John Law est un financier, né à Edimbourg en 1671, mort à Venise en mai 1729. Son père, William, était orfèvre et en même temps changeur et banquier; sa mère, Jane Campbell, descendait de la noble maison d'Argyle. La mort de son père le mit en possession d'une grande fortune, dans laquelle était compris le domaine de Lauriston, dont il ajouta le nom à son nom patronymique. A vingt ans, il vint se fixer à Londres. II eut la malheur de tuer en duel un rival, le sieur Whilston, fut condamné à mort, puis, par grâce, à la prison perpétuelle. Il s'évada (1695), gagna le continent et visita en peu d'années Amsterdam, Paris, Venise, Gênes, Naples et Rome, partout préoccupé du système financier dont il recueillait à loisir les éléments. Il obtint enfin sa grâce complète, et, de retour en Ecosse, fit paraître les Considérations sur le numéraire et le commerce (La Haye, 1705, in-8). 

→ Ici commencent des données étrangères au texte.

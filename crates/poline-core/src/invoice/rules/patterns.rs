//! Regex patterns for line-item extraction.
//!
//! Vendor-agnostic lexical patterns live in immutable statics. Everything a
//! vendor can change is compiled once into a [`PatternSet`] from
//! configuration and shared with each component.

use std::collections::HashSet;

use lazy_static::lazy_static;
use regex::Regex;

use crate::error::{PolineError, Result};
use crate::models::config::PolineConfig;

lazy_static! {
    // Currency value: optional $, thousands separators, two decimals
    pub static ref CURRENCY_AMOUNT: Regex = Regex::new(
        r"\$?\s?((?:\d{1,3}(?:,\d{3})+|\d+)\.\d{2})\b"
    ).unwrap();

    // A cell or token that is nothing but a currency value
    pub static ref PRICE_TOKEN: Regex = Regex::new(
        r"^\$?\s?(?:\d{1,3}(?:,\d{3})+|\d+)\.\d{2}$"
    ).unwrap();

    // 12-digit UPC-A
    pub static ref UPC_CODE: Regex = Regex::new(
        r"\b(\d{12})\b"
    ).unwrap();

    // "code then digits then words"
    pub static ref DIGITS_THEN_WORDS: Regex = Regex::new(
        r"^[\s|:\-]*(?P<digits>\d{6,14})[\s|:\-]+(?P<words>[^\n|\t]*[A-Za-z][^\n|\t]*)"
    ).unwrap();

    // Words directly after the code
    pub static ref WORDS_AFTER_CODE: Regex = Regex::new(
        r"^[\s|:\-]*(?P<words>[^\s\d|\t][^\n|\t]*)"
    ).unwrap();

    // Invoice number, labeled
    pub static ref INVOICE_NUMBER: Regex = Regex::new(
        r"(?i)\binvoice\s*(?:#|no\.?|num(?:ber)?\.?)\s*[:\-]?\s*([A-Z0-9][A-Z0-9\-/]{2,})"
    ).unwrap();

    // Invoice number on the line after a bare "Invoice" label
    pub static ref INVOICE_NUMBER_NEXT_LINE: Regex = Regex::new(
        r"(?im)^\s*invoice\s*(?:#|no\.?)?\s*:?\s*$\n\s*([A-Z0-9][A-Z0-9\-/]{2,})"
    ).unwrap();

    // US and ISO dates
    pub static ref DATE_MDY: Regex = Regex::new(
        r"\b(\d{1,2})/(\d{1,2})/(\d{4}|\d{2})\b"
    ).unwrap();

    pub static ref DATE_YMD: Regex = Regex::new(
        r"\b(\d{4})-(\d{1,2})-(\d{1,2})\b"
    ).unwrap();

    pub static ref DATE_LONG: Regex = Regex::new(
        r"(?i)\b(jan(?:uary)?|feb(?:ruary)?|mar(?:ch)?|apr(?:il)?|may|jun(?:e)?|jul(?:y)?|aug(?:ust)?|sep(?:t(?:ember)?)?|oct(?:ober)?|nov(?:ember)?|dec(?:ember)?)\.?\s+(\d{1,2}),?\s+(\d{4})\b"
    ).unwrap();

    // Labeled dates
    pub static ref ORDER_DATE: Regex = Regex::new(
        r"(?i)\b(?:order|po)\s+date\s*[:\-]?\s*(.+?)(?:\n|$)"
    ).unwrap();

    pub static ref INVOICE_DATE: Regex = Regex::new(
        r"(?i)\b(?:invoice|ship)\s+date\s*[:\-]?\s*(.+?)(?:\n|$)"
    ).unwrap();
}

/// A compiled product-code family.
#[derive(Debug, Clone)]
pub struct CompiledFamily {
    pub name: String,
    pub regex: Regex,
}

/// Every configurable pattern, compiled once per configuration.
#[derive(Debug, Clone)]
pub struct PatternSet {
    pub families: Vec<CompiledFamily>,
    pub price_patterns: Vec<Regex>,
    pub quantity_patterns: Vec<Regex>,
    pub quantity_context_patterns: Vec<Regex>,
    /// Lowercased table header fragments.
    pub header_markers: Vec<String>,
    /// Lowercased unit-of-measure tokens.
    pub units: HashSet<String>,
    /// Lowercased discount keywords.
    pub discount_keywords: Vec<String>,
}

impl PatternSet {
    /// Compile all patterns named by `config`.
    ///
    /// Fails on the first invalid expression, or on a tier pattern missing its
    /// named capture group.
    pub fn compile(config: &PolineConfig) -> Result<Self> {
        let extraction = &config.extraction;

        let families = extraction
            .code_families
            .iter()
            .map(|family| {
                Ok(CompiledFamily {
                    name: family.name.clone(),
                    regex: compile_named(&family.name, &family.pattern)?,
                })
            })
            .collect::<Result<Vec<_>>>()?;

        let price_patterns = compile_with_group("price_patterns", &extraction.price_patterns, "price")?;
        let quantity_patterns =
            compile_with_group("quantity_patterns", &extraction.quantity_patterns, "qty")?;
        let quantity_context_patterns = compile_with_group(
            "quantity_context_patterns",
            &extraction.quantity_context_patterns,
            "qty",
        )?;

        Ok(Self {
            families,
            price_patterns,
            quantity_patterns,
            quantity_context_patterns,
            header_markers: lowercase_all(&extraction.header_markers),
            units: extraction.units.iter().map(|u| u.to_lowercase()).collect(),
            discount_keywords: lowercase_all(&config.validation.discount_keywords),
        })
    }

    /// Whether `token` is a unit of measure ("each", "pcs", ...).
    pub fn is_unit(&self, token: &str) -> bool {
        let token = token.trim().trim_end_matches('.').to_lowercase();
        self.units.contains(&token)
    }

    /// Whether `line` looks like a line-item table header.
    pub fn is_header_line(&self, line: &str) -> bool {
        let lower = line.to_lowercase();
        self.header_markers.iter().any(|m| lower.contains(m.as_str()))
    }

    /// Whether `text` contains any discount keyword.
    pub fn has_discount_context(&self, text: &str) -> bool {
        let lower = text.to_lowercase();
        self.discount_keywords.iter().any(|k| lower.contains(k.as_str()))
    }

    /// Whether any code family matches somewhere in `text`.
    pub fn contains_code(&self, text: &str) -> bool {
        self.families.iter().any(|f| f.regex.is_match(text))
    }
}

fn compile_named(name: &str, pattern: &str) -> Result<Regex> {
    Regex::new(pattern).map_err(|source| PolineError::Pattern {
        name: name.to_string(),
        source,
    })
}

fn compile_with_group(name: &str, patterns: &[String], group: &str) -> Result<Vec<Regex>> {
    patterns
        .iter()
        .enumerate()
        .map(|(index, pattern)| {
            let label = format!("{}[{}]", name, index);
            let regex = compile_named(&label, pattern)?;
            if !regex.capture_names().any(|n| n == Some(group)) {
                return Err(PolineError::Config(format!(
                    "{} is missing the `{}` capture group",
                    label, group
                )));
            }
            Ok(regex)
        })
        .collect()
}

fn lowercase_all(values: &[String]) -> Vec<String> {
    values.iter().map(|v| v.to_lowercase()).collect()
}

#[cfg(test)]
mod tests {
    use super::*;
    use crate::models::config::CodeFamily;

    #[test]
    fn test_default_patterns_compile() {
        let set = PatternSet::compile(&PolineConfig::default()).unwrap();
        assert_eq!(set.families.len(), 2);
        assert!(set.is_unit("each"));
        assert!(set.is_unit("EA."));
        assert!(!set.is_unit("ornament"));
    }

    #[test]
    fn test_invalid_family_is_reported_by_name() {
        let mut config = PolineConfig::default();
        config.extraction.code_families.push(CodeFamily::new("broken", r"(\d+"));

        match PatternSet::compile(&config) {
            Err(PolineError::Pattern { name, .. }) => assert_eq!(name, "broken"),
            other => panic!("unexpected result: {:?}", other.map(|_| ())),
        }
    }

    #[test]
    fn test_price_pattern_requires_group() {
        let mut config = PolineConfig::default();
        config.extraction.price_patterns = vec![r"price\s+(\d+\.\d{2})".to_string()];
        assert!(matches!(PatternSet::compile(&config), Err(PolineError::Config(_))));
    }

    #[test]
    fn test_currency_amount() {
        let caps = CURRENCY_AMOUNT.captures("Total $1,234.50 due").unwrap();
        assert_eq!(&caps[1], "1,234.50");
        assert!(PRICE_TOKEN.is_match("1.60"));
        assert!(PRICE_TOKEN.is_match("$38.40"));
        assert!(!PRICE_TOKEN.is_match("24"));
    }

    #[test]
    fn test_discount_context_is_case_insensitive() {
        let set = PatternSet::compile(&PolineConfig::default()).unwrap();
        assert!(set.has_discount_context("Includes VOLUME DISCOUNT pricing"));
        assert!(set.has_discount_context("50% off all ornaments"));
        assert!(!set.has_discount_context("Your Price 1.60"));
    }
}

Persuadé que l'abondance du numéraire était la grande source de la prospérité publique, que, d'autre part, la valeur attribuée à l'or et à l'argent tenait non à leur rareté ni à leur utilité intrinsèque, mais au fait que ces métaux servaient presque uniquement de moyens d'échange, il prétendait les monopoliser dans une banque d'Etat, et les remplacer dans la circulation par des billets de crédit pour une valeur triple ou quadruple. La Banque percevrait les impôts, émettrait les emprunts publics. Elle centraliserait toute espèce de grand commerce et de grande industrie. Elle ferait d'ailleurs aussi les opérations ordinaires des banques (comptes de dépôts, escompte, etc.). Le capital nécessaire au fonctionnement serait divisé en actions. John Law développa aussi le plan d'une banque foncière qui aurait délivré aux propriétaires écossais, avec hypothèque sur leurs terres, un papier-monnaie ayant cours forcé. Ni la banque d'Etat, ni la banque foncière ne furent accueillies en Ecosse : les principes de Law parurent utopiques. Law reprit le cours de ses voyages; à Paris (où son nom était prononcé improprement Lass, du  génitif anglais Law's abusivement employé), il joua si grand jeu et avec tant de bonheur, que le lieutenant de police d'Argenson le pria de partir : 

« Il en savait trop aux jeux que lui-même avait introduits dans la capitale. »
John Law se rendit à Gênes, à Rome, à Venise, à Turin, où Victor-Amédée lui répondit qu'il n'était pas assez riche pour se ruiner; partout il menait grand train, vivant d'agiotage et de jeu : en 1715, iI avait réuni une fortune de 1.600.000 livres, tout en jetant l'or à pleines mains. Après la mort de Louis XIV, Law vit que le moment était favorable. La dette française s'élevait à 2.412.000.000, et les impôts étaient écrasants. Le conseil des finances repoussa la banque d'État comme avait fait le Parlement d'Ecosse. Mais Law obtint aisément de fonder à ses risques et périls une banque privée (lettres patentes du 2 mai 1716, registrées en Parlement le 23), qu'il surnomma toutefois «-générale ». Elle fut constituée au capital de 6 millions (1.200 actions payables un quart en espèces et trois quarts en billets d'Etat). Par édits des 8 et 10 mai 1716, la Banque fut établie rue Vivienne, dans une partie de l'ancien palais Mazarin. Outre l'escompte des lettres de change (abaissé successivement de 12 à 6 et à 4%), les comptes des négociants, et les dépôts, la Banque eut le droit d'émettre des billets payables au porteur en écus du même poids et du même titre que ceux du jour de l'émission. Comme, d'une part, les billets d'Etat perdaient les trois quarts de leur valeur et que Law les prenait au pair; que, d'autre part, les variations des monnaies étaient perpétuelles et que Law garantissait les porteurs de ces billets contre cet aléa, la Banque (unique d'ailleurs en son genre à Paris et en France) fit bientôt des affaires énormes et émit jusqu'à 20 millions de billets sans ébranler la confiance. L'édit du 10 avril 1717 lui permit de rayonner en province. Le crédit public et le commerce national se ranimèrent partout. 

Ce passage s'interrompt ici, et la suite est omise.